Müslümanlarla beraber olmak, onların sıkıntılarını göğüslemek, Allah düşmanlarına karşı İslama katkıda bulunmak dini bir vecibedir. Bununla Müslümanlar, safını öğrenir aynı zamanda kimlerle beraber olmaması gerektiğini de bilmiş olur. Hz. Peygamber, “İnsanların arasında yaşıyan ve onların eziyetlerine sabreden mümin, insanların arasında yaşamayan ve onların eziyetlerine sabretmeyen müminden daha çok ecir alır.(Tirmizi, İbn Mace) Müminin mümine bağlılığı, tıpkı kısımları birbirine perçinlenen bina gibidir.(Buhari, Müslim) Ebu Hureyre; “Allah yolunda bir gece müslümanlarla iç içe olmak; benim için Kadir Gecesi, Hacer-ul Esved’in yanında sabaha kadar namaz kılmaktan iyidir” demiştir. Bireysel özgürlük, zihni, sosyal özgürlükten ve sosyal bilinçten uzaklaştırmak için kullanılan en büyük uyuşturucudur.  
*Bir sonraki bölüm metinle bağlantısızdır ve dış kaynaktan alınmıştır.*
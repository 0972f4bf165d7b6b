use serde_json::{json, Value};

use super::{parse, BoxFuture, LlmError, ModelProvider, Prompt};

/// OpenAI-compatible `/chat/completions` endpoint (Hugging Face router, Groq,
/// xAI Grok, OpenAI).
pub struct ChatCompletions {
    client: reqwest::Client,
    endpoint: String,
    api_key: String,
    label: String,
}

impl ChatCompletions {
    pub fn new(
        client: reqwest::Client,
        endpoint: impl Into<String>,
        api_key: impl Into<String>,
        label: impl Into<String>,
    ) -> Self {
        Self {
            client,
            endpoint: endpoint.into(),
            api_key: api_key.into(),
            label: label.into(),
        }
    }

    fn body(model: &str, prompt: &Prompt) -> Value {
        let mut messages = Vec::new();
        if let Some(system) = &prompt.system {
            messages.push(json!({ "role": "system", "content": system }));
        }
        messages.push(json!({ "role": "user", "content": prompt.user }));

        let mut body = json!({
            "model": model,
            "messages": messages,
            "temperature": prompt.temperature,
        });
        if let Some(max_tokens) = prompt.max_tokens {
            body["max_tokens"] = json!(max_tokens);
        }
        body
    }

    async fn request(&self, model: &str, prompt: &Prompt) -> Result<String, LlmError> {
        let response = self
            .client
            .post(&self.endpoint)
            .bearer_auth(&self.api_key)
            .header(reqwest::header::ACCEPT, "application/json")
            .json(&Self::body(model, prompt))
            .send()
            .await
            .map_err(|e| LlmError::Network(e.to_string()))?;

        let status = response.status();
        let raw = response
            .text()
            .await
            .map_err(|e| LlmError::Network(e.to_string()))?;
        let body: Value = serde_json::from_str(&raw).unwrap_or(Value::Null);

        if !status.is_success() {
            return Err(LlmError::Http {
                status: status.as_u16(),
                message: parse::describe_error(&raw),
            });
        }

        if let Some(text) = parse::chat_text(&body) {
            return Ok(text);
        }
        if let Some(message) = parse::error_message(&body) {
            return Err(LlmError::Rejected(message));
        }
        Err(LlmError::Unparseable(format!(
            "{} returned no message content",
            self.label
        )))
    }
}

impl ModelProvider for ChatCompletions {
    fn name(&self) -> &str {
        &self.label
    }

    fn send<'a>(&'a self, model: &'a str, prompt: &'a Prompt) -> BoxFuture<'a, Result<String, LlmError>> {
        Box::pin(self.request(model, prompt))
    }
}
      Nebi (sav), Medine’de, Muhacir ve Ensarı birbirine kardeş kılmak için harekete geçti, Tarih, ensarın muhaciri karşılayıp bağrına bastıkları gibi bir olaya ne tanıktır ne bundan başka bir örnek gösterilebilir. Sonsuz ve asil bir sevgi, gayet cömertçe olan bir kucak açış ve sehavet, sonsuz hoşnutluğa varan bir ortaklık ve kaynaşma, onları bağırlarına basmak için olan yarışla sıkıntılarını paylaşmak için olan gayretleri… Öyle ki, rivayete göre; herhangi bir Muhacir, ancak bir kura sonucu ensarın evine varmıştır.(Buhari) Müslümanlar, akidelerini arındırıp vuzuha kavuştuktan sonra, Müslüman kardeşini sevmeyi, tıpkı kendi canını sevdiği gibi sevmeyi gerçekleştirmediği müddetçe ve kardeşlerinin tüm acılarını, dertlerini ve üzüntülerini, tıpkı kendilerininmiş gibi paylaşmadıkça zafer elde edemezler. Aynı şekilde kardeşinin zafer sevincini bizzat kendisinin sevinciymiş gibi görmedikçe yine zafer gerçekleşmez.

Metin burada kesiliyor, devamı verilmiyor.